===== Records supplied
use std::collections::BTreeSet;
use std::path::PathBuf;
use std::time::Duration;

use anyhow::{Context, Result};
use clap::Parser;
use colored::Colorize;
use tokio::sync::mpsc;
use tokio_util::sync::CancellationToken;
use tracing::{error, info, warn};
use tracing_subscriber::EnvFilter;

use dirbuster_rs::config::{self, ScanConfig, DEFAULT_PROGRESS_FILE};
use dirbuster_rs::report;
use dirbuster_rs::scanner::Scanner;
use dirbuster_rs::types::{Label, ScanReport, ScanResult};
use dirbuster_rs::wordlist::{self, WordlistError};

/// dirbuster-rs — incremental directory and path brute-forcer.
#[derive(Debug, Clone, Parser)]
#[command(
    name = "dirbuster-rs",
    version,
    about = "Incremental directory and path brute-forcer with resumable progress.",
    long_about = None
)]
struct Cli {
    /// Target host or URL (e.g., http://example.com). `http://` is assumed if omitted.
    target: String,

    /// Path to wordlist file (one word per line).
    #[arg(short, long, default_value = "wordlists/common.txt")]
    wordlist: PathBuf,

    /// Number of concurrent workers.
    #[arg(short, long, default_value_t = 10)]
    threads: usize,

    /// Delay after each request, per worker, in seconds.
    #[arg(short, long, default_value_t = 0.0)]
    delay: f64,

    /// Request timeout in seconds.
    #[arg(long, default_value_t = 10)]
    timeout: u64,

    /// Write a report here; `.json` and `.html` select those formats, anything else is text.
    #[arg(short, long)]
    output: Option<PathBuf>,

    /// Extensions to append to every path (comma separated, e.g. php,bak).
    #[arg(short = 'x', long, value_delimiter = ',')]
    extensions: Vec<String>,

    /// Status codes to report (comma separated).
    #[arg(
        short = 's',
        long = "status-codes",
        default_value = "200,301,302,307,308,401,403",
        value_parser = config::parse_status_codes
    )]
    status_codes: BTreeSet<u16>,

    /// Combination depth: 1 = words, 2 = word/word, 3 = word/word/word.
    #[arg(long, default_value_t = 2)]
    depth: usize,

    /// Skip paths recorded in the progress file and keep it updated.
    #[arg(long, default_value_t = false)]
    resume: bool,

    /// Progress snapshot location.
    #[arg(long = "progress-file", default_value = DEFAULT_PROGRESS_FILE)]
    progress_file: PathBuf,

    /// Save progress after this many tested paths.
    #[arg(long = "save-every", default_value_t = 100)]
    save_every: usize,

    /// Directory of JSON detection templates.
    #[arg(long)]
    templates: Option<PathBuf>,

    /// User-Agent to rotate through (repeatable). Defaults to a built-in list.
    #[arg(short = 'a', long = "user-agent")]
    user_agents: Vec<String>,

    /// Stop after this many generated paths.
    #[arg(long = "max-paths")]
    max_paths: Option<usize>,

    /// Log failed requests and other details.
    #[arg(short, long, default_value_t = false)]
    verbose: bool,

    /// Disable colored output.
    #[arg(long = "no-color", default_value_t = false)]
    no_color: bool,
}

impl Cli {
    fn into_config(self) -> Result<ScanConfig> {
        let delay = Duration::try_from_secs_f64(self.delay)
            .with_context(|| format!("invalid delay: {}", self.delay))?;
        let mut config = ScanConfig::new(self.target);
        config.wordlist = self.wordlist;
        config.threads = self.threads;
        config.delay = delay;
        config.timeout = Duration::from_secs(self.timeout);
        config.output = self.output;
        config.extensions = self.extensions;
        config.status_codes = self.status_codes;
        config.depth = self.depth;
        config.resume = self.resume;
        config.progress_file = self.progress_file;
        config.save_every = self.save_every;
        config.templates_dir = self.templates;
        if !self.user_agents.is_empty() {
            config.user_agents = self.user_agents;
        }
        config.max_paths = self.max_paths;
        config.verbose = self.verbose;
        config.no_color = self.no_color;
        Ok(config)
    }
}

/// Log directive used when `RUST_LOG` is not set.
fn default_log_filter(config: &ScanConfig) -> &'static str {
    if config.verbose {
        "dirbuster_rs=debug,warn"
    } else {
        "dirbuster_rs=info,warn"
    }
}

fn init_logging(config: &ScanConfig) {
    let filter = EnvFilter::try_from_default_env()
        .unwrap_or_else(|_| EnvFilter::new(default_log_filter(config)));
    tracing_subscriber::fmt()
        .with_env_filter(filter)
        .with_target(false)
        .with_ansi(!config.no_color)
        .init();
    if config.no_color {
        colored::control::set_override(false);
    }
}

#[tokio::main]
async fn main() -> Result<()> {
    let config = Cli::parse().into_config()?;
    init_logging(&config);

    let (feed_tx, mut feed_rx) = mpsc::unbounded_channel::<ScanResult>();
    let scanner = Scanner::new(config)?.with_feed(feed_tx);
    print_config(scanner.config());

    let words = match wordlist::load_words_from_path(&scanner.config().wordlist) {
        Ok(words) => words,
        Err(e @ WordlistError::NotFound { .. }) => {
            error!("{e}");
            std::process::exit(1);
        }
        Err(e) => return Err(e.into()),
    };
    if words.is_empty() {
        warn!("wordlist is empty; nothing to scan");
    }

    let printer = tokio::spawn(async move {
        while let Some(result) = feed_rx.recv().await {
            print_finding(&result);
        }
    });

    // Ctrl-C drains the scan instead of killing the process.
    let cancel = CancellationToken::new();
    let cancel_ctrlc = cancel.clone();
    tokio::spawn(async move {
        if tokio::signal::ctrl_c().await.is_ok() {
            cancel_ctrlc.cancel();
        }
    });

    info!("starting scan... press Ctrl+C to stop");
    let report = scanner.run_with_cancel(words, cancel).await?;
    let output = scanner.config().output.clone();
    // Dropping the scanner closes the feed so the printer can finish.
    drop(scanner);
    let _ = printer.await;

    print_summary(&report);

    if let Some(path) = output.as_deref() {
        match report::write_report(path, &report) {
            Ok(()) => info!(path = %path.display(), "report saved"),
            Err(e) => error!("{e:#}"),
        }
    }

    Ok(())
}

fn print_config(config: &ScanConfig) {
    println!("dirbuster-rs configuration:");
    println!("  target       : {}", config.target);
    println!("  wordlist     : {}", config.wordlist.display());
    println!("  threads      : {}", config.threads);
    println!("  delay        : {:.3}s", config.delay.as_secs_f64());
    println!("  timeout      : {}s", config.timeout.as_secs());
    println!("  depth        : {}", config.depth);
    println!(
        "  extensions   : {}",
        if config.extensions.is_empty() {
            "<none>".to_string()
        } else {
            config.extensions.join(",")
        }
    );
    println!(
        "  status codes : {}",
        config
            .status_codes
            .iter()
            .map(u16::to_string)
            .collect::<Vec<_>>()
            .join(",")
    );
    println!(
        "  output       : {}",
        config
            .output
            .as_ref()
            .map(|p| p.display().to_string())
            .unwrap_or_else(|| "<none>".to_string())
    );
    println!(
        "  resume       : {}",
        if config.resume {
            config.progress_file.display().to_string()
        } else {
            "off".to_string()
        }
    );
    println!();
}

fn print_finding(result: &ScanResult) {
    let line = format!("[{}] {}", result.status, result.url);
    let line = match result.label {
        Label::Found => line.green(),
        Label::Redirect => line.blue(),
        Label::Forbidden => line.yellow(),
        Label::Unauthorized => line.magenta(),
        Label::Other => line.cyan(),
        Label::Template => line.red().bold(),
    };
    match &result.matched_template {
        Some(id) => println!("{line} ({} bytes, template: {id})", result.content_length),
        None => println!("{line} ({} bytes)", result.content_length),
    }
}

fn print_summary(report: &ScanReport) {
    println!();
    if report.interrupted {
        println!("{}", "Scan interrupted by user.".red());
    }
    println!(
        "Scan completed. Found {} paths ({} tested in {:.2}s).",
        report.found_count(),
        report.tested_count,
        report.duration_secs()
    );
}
==========
Quote exactly the opening line of the material above and every line after it, up to and including the line that contains "use tracing_subscriber::EnvFilter;".

Result:
use std::collections::BTreeSet;
use std::path::PathBuf;
use std::time::Duration;

use anyhow::{Context, Result};
use clap::Parser;
use colored::Colorize;
use tokio::sync::mpsc;
use tokio_util::sync::CancellationToken;
use tracing::{error, info, warn};
use tracing_subscriber::EnvFilter;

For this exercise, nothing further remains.